Drunk Lives Matter: A visit to Sokolniki Park and my experiences as a victimised minority in Russia

All I wanted was to spend a sunny Autumn day exploring one of Russia’s most famous and beautiful parks. What I ended up with was a heavy dose of victimisation, racial profiling and police prejudice that should have social activists in an uproar. This is the harrowing story of my adventures through Moscow as one of the most marginalised people on Earth; an intoxicated Australian.

With Lena working again (which is just as well, because I’m sure as shit not bringing in the bacon), I rugged up and headed out towards the legendary Sokolniki Park, which lies a few kilometres north-east of the CBD. The park is a major place of recreation and relaxation for Moscovites, with beer gardens, restaurants, skating rinks, aviaries, gardens and seemingly-endless paths to wander along. It sounded like a great place to spend an afternoon, but getting there would be a true test of my determination, as I would face challenges that few would be able to handle.
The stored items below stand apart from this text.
//! Hello Add-in - A simple example add-in for the emulator host
//!
//! This add-in demonstrates:
//! - Exporting the entry points with `export_addin!`
//! - Reading its own manifest and the emulator handle through the host
//! - Subscribing to events and handling them with `addin_handler!`
//!
//! ## Building
//!
//! ```bash
//! cargo build --release
//! ```
//!
//! ## Installing
//!
//! ```bash
//! mkdir -p ~/.config/addins/addins
//! cp target/release/libhello_addin.so ~/.config/addins/addins/hello_addin.so
//! cp hello_addin.ini ~/.config/addins/addins/hello_addin.ini
//! addins run --event pause=true --event step
//! ```

use std::sync::atomic::{AtomicU32, Ordering};

use addin_api::{EventKind, HostCallError, LogLevel, StartArgs, addin_handler, export_addin, host};

/// Steps seen since the last start
static STEPS: AtomicU32 = AtomicU32::new(0);

fn on_start(args: StartArgs) -> Result<(), HostCallError> {
    let host = host().ok_or(HostCallError::NotInitialized)?;
    let manifest = host.manifest()?;

    STEPS.store(0, Ordering::Relaxed);
    host.log(
        LogLevel::Info,
        &format!(
            "{} {} starting ({:?}) on host {}",
            manifest.display_name,
            manifest.version,
            args,
            host.version()
        ),
    );
    if host.emulator().is_null() {
        host.log(LogLevel::Warn, "No emulator attached");
    }

    host.subscribe(EventKind::Pause)?;
    host.subscribe(EventKind::Step)?;
    host.subscribe(EventKind::Fullscreen)?;
    Ok(())
}

fn on_stop() {
    if let Some(host) = host() {
        let steps = STEPS.load(Ordering::Relaxed);
        host.log(LogLevel::Info, &format!("Stopping after {steps} steps"));
    }
}

fn on_pause(paused: bool) {
    if let Some(host) = host() {
        host.log(LogLevel::Info, if paused { "Paused" } else { "Resumed" });
    }
}

fn on_step() {
    STEPS.fetch_add(1, Ordering::Relaxed);
}

fn on_fullscreen(is_fullscreen: bool) -> Result<(), HostCallError> {
    let host = host().ok_or(HostCallError::NotInitialized)?;
    host.log(LogLevel::Debug, &format!("Fullscreen: {is_fullscreen}"));
    // Nothing left to watch once the window is maximized
    if is_fullscreen {
        host.unsubscribe(EventKind::Fullscreen)?;
    }
    Ok(())
}

// These macros generate the C ABI entry points for dynamic loading
export_addin!(start = on_start, stop = on_stop);
addin_handler!(pause => on_pause);
addin_handler!(step => on_step);
addin_handler!(fullscreen => on_fullscreen);
/// Everything import resolved, ready to become a record
struct Imported {
    library: Arc<dyn LoadedLibrary>,
    manifest: AddinManifest,
    manifest_strings: ManifestStrings,
    init: RawSymbol,
    start: StartFn,
    stop: StopFn,
}

/// The add-in registry manages importing, starting and stopping add-ins,
/// and dispatching host events to them
pub struct AddinRegistry {
    inner: Arc<RegistryInner>,
    loader: Arc<dyn DynamicLoader>,
    invoker: Arc<dyn Invoker>,
    reader: ManifestReader,
    manifest_extension: String,
    max_addins: usize,
    host_flavor: HostFlavor,
    enforce_flavor: bool,
}
//! C ABI shared by the host and add-ins.
//!
//! Every add-in exports:
//! - `_addin_init(args: *const AddinInitArgs) -> i32` returning its build flavor
//! - `start(args: u32) -> i32`
//! - `stop() -> i32`
//! - optionally `_addin_api_version() -> u32`
//! - any number of event handlers `fn(args: *const c_void) -> i32`
//!
//! The argument pointed to by an event handler's `args` depends on the event
//! kind; see [`EventKind`](crate::EventKind) and the `*Args` structs below.

use std::ffi::{c_char, c_void};

/// Symbol name of the init entry point
pub const INIT_SYMBOL: &str = "_addin_init";
/// Symbol name of the start entry point
pub const START_SYMBOL: &str = "start";
/// Symbol name of the stop entry point
pub const STOP_SYMBOL: &str = "stop";
/// Symbol name of the optional API version query
pub const API_VERSION_SYMBOL: &str = "_addin_api_version";

/// `_addin_init` entry point
pub type InitFn = unsafe extern "C" fn(args: *const AddinInitArgs) -> i32;
/// `start` entry point
pub type StartFn = unsafe extern "C" fn(args: u32) -> i32;
/// `stop` entry point
pub type StopFn = unsafe extern "C" fn() -> i32;
/// `_addin_api_version` entry point
pub type ApiVersionFn = unsafe extern "C" fn() -> u32;
/// Event handler entry point
pub type HandlerFn = unsafe extern "C" fn(args: *const c_void) -> i32;

/// Status codes returned by host API functions.
///
/// Zero is success, matching the add-in entry points.
#[derive(Debug, Clone, Copy, PartialEq, Eq)]
#[repr(i32)]
pub enum AddinStatus {
    Ok = 0,
    CapacityExceeded = 1,
    AlreadyImported = 2,
    BinaryNotFound = 3,
    ManifestNotFound = 4,
    ManifestParseFailed = 5,
    LoadFailed = 6,
    AbiMismatch = 7,
    AllocationFailed = 8,
    SymbolResolutionFailed = 9,
    UnknownAddin = 10,
    InvalidArgument = 11,
    Internal = 12,
}

impl AddinStatus {
    pub fn code(self) -> i32 {
        self as i32
    }

    pub fn from_code(code: i32) -> Self {
        match code {
            0 => Self::Ok,
            1 => Self::CapacityExceeded,
            2 => Self::AlreadyImported,
            3 => Self::BinaryNotFound,
            4 => Self::ManifestNotFound,
            5 => Self::ManifestParseFailed,
            6 => Self::LoadFailed,
            7 => Self::AbiMismatch,
            8 => Self::AllocationFailed,
            9 => Self::SymbolResolutionFailed,
            10 => Self::UnknownAddin,
            11 => Self::InvalidArgument,
            _ => Self::Internal,
        }
    }
}

/// Log levels accepted by [`HostApi::log`]
#[derive(Debug, Clone, Copy, PartialEq, Eq)]
#[repr(u32)]
pub enum LogLevel {
    Error = 0,
    Warn = 1,
    Info = 2,
    Debug = 3,
    Trace = 4,
}

impl LogLevel {
    pub fn from_raw(raw: u32) -> Self {
        match raw {
            0 => Self::Error,
            1 => Self::Warn,
            2 => Self::Info,
            3 => Self::Debug,
            _ => Self::Trace,
        }
    }
}

/// Arguments passed to `_addin_init`
#[repr(C)]
pub struct AddinInitArgs {
    /// Identity assigned by the host
    pub id: u32,
    /// Host function table, valid while the add-in stays imported
    pub host: *const HostApi,
}

/// Borrowed view of an add-in's manifest.
///
/// The strings are owned by the host and stay valid while the add-in stays
/// imported.
#[repr(C)]
pub struct ManifestView {
    pub display_name: *const c_char,
    pub author: *const c_char,
    pub version: *const c_char,
    pub auto_start: bool,
}

impl Default for ManifestView {
    fn default() -> Self {
        Self {
            display_name: std::ptr::null(),
            author: std::ptr::null(),
            version: std::ptr::null(),
            auto_start: false,
        }
    }
}

/// Functions the host exposes to add-ins.
///
/// `host_data` must be passed back unchanged as the first argument of every
/// call. The emulator handle returned by `get_emulator` is shared by every
/// add-in without arbitration.
#[repr(C)]
pub struct HostApi {
    pub api_version: u32,
    pub host_data: *const c_void,
    /// NUL-terminated host version string with static lifetime
    pub get_version: unsafe extern "C" fn(host_data: *const c_void) -> *const c_char,
    /// Opaque emulator handle, null when the host has none
    pub get_emulator: unsafe extern "C" fn(host_data: *const c_void) -> *mut c_void,
    pub get_manifest:
        unsafe extern "C" fn(host_data: *const c_void, id: u32, out: *mut ManifestView) -> i32,
    /// Subscribe (`subscribe = true`) or unsubscribe the `_<kind>_handler` symbol
    pub event_subscribe:
        unsafe extern "C" fn(host_data: *const c_void, id: u32, kind: u32, subscribe: bool) -> i32,
    pub log: unsafe extern "C" fn(host_data: *const c_void, id: u32, level: u32, message: *const c_char),
}

// SAFETY: `host_data` is an opaque token only dereferenced by the host's own
// functions, which synchronize internally.
unsafe impl Send for HostApi {}
unsafe impl Sync for HostApi {}

/// Argument of `log` event handlers
#[repr(C)]
pub struct LogEventArgs {
    pub text: *const c_char,
    pub attributes: u32,
}

/// Argument of `rgb_encode` event handlers
#[repr(C)]
#[derive(Debug, Clone, Copy, PartialEq, Eq)]
pub struct RgbEncodeArgs {
    pub r: u8,
    pub g: u8,
    pub b: u8,
}
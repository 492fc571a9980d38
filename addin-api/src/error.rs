//! Error types for add-in authors

use thiserror::Error;

use crate::ffi::AddinStatus;

/// Errors returned by the add-in side [`Host`](crate::Host) wrapper
#[derive(Error, Debug, Clone, PartialEq, Eq)]
pub enum HostCallError {
    /// `_addin_init` has not run yet, so there is no host to call
    #[error("Add-in has not been initialized by the host")]
    NotInitialized,

    /// The host returned a non-zero status
    #[error("Host call failed: {0:?}")]
    Status(AddinStatus),
}

impl HostCallError {
    /// Map a host status code to a result
    pub fn check(code: i32) -> Result<(), Self> {
        match AddinStatus::from_code(code) {
            AddinStatus::Ok => Ok(()),
            status => Err(Self::Status(status)),
        }
    }
}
I was minding my own business on the metro between Lubyanka and Sokolniki, looking cool and listening to some of my favourite wrestling theme songs on my phone, when a bloke with a shaved head and a scowl on his face pushed his way through the crowd and stood in front of me. I thought he might’ve been a fan of songs about punching people and invited him to groove along to the music, but he wasn’t a fan of the dulcet tones of Hulk Hogan and Randy Savage. He was a policeman, and I’ll never forget the words he said to me. They still send a shiver down my spine. Those words were, “Show me passport.”

And just like that, I had been stripped of my humanity. I was no longer a person, I was no longer a dreamer, I was no longer a walking poet with a heart of gold. In three words I had been reduced to nothing more than the colour of my skin. I mean sure, I just pulled out my passport and the cop left straight away, but I’d still been robbed of my dignity. At that point I could completely empathise with how black people feel when this sort of thing happens to them. Of course, black people can fall back on their natural sporting, dancing and rapping abilities, their enviable physical resemblance to Wesley Snipes, and their baseball bat-sized penises, so I guess I’m the real victim here. Some call me a hero, but I don’t like labels.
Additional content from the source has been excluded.